Among the entries below, find all lines that include "None" and copy them.

(Collected data entries)
-- Opening Marker --
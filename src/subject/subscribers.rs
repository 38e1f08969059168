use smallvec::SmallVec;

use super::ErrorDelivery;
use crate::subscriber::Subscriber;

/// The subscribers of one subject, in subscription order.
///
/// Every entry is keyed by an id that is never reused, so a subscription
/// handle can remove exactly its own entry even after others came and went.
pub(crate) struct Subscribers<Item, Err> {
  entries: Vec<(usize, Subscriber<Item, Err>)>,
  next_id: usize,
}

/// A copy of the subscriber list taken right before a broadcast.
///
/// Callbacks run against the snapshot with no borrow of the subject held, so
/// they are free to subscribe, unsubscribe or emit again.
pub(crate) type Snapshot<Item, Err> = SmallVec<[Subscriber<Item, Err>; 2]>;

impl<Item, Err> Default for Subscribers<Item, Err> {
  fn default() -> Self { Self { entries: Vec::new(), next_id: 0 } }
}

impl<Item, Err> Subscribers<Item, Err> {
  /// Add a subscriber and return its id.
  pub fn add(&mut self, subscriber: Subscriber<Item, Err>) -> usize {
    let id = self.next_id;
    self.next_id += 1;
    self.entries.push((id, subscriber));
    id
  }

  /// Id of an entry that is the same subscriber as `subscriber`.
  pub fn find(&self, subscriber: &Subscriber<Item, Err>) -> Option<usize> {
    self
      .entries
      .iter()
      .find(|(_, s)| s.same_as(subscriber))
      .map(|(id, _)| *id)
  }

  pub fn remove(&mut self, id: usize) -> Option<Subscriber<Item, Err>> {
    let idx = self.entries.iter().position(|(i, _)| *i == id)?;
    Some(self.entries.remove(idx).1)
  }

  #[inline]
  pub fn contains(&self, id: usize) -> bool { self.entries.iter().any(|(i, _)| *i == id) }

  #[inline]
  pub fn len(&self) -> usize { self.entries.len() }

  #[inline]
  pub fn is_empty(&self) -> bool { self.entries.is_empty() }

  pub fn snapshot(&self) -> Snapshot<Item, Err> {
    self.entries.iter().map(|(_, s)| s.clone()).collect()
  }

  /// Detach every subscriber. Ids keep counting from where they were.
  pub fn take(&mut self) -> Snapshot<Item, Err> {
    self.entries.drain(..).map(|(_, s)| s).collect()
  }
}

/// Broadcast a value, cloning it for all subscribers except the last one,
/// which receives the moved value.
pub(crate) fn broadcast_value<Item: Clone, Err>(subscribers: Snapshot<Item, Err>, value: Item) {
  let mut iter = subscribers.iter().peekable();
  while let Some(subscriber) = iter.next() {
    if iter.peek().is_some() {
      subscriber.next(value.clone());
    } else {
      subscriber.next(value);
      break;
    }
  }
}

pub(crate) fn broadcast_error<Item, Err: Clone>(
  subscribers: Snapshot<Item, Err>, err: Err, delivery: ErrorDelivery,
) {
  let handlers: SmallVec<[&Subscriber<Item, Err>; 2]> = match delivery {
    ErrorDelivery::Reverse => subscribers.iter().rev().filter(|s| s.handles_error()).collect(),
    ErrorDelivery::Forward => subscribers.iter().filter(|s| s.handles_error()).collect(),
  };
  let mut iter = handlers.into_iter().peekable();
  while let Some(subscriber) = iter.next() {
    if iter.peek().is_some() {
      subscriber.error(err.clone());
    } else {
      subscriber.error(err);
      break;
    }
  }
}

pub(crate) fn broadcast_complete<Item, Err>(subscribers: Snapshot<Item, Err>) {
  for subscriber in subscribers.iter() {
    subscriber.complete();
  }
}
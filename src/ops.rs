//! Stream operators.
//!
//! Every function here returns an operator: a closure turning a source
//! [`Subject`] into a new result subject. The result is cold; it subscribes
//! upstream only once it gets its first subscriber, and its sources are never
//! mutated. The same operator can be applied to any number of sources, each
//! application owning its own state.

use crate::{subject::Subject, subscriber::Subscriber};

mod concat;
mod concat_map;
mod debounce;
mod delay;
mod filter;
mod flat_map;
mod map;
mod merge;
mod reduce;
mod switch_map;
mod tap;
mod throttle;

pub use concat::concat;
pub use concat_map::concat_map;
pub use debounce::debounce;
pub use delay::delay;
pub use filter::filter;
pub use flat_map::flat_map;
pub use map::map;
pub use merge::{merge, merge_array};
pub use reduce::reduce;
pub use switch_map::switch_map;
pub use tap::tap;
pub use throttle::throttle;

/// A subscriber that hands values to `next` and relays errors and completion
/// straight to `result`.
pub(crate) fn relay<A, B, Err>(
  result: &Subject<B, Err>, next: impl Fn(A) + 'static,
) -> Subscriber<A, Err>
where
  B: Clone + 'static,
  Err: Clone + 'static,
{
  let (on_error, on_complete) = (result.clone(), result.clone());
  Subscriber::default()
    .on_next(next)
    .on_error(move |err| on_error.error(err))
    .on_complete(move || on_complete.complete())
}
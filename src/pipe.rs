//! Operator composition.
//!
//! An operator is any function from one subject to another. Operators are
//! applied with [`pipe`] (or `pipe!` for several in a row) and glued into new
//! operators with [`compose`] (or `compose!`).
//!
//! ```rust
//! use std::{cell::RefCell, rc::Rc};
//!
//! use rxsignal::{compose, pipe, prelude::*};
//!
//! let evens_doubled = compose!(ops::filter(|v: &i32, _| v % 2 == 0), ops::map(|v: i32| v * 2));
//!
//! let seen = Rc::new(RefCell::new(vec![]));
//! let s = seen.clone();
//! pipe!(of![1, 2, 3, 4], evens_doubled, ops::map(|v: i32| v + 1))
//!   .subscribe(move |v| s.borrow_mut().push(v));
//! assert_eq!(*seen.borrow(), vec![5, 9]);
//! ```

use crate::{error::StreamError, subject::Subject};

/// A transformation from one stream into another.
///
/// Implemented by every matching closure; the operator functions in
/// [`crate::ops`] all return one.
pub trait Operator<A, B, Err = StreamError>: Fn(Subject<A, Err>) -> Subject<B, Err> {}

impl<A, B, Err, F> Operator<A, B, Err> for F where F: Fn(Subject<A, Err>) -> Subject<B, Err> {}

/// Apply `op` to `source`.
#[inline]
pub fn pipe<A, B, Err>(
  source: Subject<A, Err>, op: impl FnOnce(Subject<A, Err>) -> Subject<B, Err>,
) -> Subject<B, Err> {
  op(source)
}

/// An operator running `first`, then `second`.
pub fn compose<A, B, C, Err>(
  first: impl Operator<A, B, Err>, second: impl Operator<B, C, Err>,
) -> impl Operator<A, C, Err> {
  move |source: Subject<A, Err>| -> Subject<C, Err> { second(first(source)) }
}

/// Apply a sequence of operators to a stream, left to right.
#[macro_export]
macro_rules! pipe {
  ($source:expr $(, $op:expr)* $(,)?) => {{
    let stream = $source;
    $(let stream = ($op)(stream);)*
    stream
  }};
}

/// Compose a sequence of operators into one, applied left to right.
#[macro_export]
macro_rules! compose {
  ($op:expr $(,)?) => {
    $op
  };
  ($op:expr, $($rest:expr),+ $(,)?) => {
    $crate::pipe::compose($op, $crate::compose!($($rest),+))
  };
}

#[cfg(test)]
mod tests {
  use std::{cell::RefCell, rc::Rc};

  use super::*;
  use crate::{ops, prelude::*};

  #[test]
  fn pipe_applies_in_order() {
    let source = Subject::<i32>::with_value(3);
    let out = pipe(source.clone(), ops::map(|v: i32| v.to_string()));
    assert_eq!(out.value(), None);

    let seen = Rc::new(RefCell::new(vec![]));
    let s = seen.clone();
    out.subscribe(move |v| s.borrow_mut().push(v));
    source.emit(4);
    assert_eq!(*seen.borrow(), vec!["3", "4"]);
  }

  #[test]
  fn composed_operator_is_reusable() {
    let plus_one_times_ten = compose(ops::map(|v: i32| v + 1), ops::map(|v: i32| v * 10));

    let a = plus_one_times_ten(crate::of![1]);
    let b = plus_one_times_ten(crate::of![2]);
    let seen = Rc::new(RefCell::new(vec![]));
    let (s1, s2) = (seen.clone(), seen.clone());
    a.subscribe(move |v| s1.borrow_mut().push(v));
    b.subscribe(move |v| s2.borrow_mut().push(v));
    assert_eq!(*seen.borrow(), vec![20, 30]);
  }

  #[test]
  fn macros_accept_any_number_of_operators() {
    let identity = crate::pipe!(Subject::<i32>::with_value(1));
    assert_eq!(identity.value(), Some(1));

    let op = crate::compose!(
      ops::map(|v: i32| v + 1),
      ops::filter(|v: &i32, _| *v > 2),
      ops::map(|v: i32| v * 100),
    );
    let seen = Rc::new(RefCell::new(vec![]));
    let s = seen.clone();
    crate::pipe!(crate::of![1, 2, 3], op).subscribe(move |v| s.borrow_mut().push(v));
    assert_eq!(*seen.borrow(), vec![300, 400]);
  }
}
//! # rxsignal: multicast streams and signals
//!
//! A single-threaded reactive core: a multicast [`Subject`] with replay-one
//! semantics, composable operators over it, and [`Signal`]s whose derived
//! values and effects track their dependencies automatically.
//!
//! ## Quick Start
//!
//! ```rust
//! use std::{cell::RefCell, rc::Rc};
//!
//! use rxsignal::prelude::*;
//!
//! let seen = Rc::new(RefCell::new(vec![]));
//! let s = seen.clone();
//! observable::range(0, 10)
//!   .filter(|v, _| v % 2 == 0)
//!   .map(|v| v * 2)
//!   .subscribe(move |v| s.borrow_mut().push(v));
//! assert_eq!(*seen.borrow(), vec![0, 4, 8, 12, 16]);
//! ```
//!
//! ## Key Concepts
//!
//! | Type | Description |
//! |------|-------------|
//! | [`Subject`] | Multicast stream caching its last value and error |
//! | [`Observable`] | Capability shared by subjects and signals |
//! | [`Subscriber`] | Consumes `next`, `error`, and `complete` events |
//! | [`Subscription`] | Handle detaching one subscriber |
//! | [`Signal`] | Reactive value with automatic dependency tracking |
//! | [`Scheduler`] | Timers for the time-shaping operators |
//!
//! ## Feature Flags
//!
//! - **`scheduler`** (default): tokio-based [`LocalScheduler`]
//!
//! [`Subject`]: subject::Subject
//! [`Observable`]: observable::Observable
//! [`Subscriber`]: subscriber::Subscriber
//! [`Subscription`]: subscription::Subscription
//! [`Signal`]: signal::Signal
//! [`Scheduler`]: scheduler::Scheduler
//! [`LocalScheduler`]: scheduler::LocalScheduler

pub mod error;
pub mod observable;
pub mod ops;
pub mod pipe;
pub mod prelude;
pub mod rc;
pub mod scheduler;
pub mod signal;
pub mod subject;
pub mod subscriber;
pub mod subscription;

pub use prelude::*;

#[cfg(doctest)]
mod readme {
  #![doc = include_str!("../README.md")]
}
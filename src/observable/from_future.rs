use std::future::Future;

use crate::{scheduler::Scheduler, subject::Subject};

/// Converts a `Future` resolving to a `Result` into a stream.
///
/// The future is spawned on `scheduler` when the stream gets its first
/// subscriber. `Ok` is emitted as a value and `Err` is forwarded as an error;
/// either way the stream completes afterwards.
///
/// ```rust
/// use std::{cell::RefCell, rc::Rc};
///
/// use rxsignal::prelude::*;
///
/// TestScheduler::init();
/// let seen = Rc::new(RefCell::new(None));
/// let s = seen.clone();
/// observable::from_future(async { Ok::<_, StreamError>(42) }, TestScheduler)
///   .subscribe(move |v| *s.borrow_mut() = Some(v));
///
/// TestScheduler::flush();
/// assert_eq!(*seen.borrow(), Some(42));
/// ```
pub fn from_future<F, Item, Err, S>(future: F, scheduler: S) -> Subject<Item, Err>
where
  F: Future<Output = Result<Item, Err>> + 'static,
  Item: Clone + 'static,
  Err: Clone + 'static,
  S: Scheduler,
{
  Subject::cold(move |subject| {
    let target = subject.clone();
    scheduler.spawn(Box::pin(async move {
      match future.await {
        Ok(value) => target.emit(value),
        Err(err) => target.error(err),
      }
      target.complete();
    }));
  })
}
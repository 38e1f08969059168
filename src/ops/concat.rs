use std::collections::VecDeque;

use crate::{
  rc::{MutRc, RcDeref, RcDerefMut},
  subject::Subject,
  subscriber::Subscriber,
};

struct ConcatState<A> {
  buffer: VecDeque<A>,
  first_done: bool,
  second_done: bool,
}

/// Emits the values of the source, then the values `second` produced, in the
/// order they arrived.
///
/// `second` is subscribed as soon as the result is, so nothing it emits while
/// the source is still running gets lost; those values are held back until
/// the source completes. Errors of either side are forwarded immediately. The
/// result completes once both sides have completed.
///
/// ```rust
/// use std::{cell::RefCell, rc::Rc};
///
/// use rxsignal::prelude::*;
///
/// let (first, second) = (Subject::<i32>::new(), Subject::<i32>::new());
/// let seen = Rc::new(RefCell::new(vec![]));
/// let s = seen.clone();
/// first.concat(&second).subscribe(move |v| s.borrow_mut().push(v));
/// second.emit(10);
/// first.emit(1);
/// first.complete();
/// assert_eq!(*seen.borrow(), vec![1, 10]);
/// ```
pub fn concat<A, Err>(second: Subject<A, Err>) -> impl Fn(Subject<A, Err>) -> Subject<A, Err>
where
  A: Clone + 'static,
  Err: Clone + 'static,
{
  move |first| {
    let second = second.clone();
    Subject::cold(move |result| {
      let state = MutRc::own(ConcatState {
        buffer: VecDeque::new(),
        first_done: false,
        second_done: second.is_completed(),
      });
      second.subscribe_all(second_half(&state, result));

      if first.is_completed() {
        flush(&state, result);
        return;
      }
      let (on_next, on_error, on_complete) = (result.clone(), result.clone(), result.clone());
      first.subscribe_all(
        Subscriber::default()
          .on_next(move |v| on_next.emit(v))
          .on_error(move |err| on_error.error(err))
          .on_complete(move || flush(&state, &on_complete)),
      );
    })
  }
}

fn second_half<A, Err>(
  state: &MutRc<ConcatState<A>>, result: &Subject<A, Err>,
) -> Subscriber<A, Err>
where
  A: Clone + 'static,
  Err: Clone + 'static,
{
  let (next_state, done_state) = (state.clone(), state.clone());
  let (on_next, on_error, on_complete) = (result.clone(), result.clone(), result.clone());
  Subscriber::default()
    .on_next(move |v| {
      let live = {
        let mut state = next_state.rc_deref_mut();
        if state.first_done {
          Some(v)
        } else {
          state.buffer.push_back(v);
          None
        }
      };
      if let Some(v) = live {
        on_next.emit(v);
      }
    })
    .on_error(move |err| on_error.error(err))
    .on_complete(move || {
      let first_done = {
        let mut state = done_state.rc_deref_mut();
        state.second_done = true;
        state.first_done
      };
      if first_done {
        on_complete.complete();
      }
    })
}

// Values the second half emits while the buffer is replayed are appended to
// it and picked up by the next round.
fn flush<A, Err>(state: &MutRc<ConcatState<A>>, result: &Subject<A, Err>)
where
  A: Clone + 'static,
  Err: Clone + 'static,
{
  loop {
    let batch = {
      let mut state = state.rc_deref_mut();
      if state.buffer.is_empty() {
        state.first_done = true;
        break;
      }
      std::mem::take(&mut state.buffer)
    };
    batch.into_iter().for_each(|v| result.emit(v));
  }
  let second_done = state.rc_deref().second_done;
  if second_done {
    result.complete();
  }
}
-- Closing Marker --
## Output of the exercise
    assert_eq!(out.value(), None);
/// let seen = Rc::new(RefCell::new(None));
          None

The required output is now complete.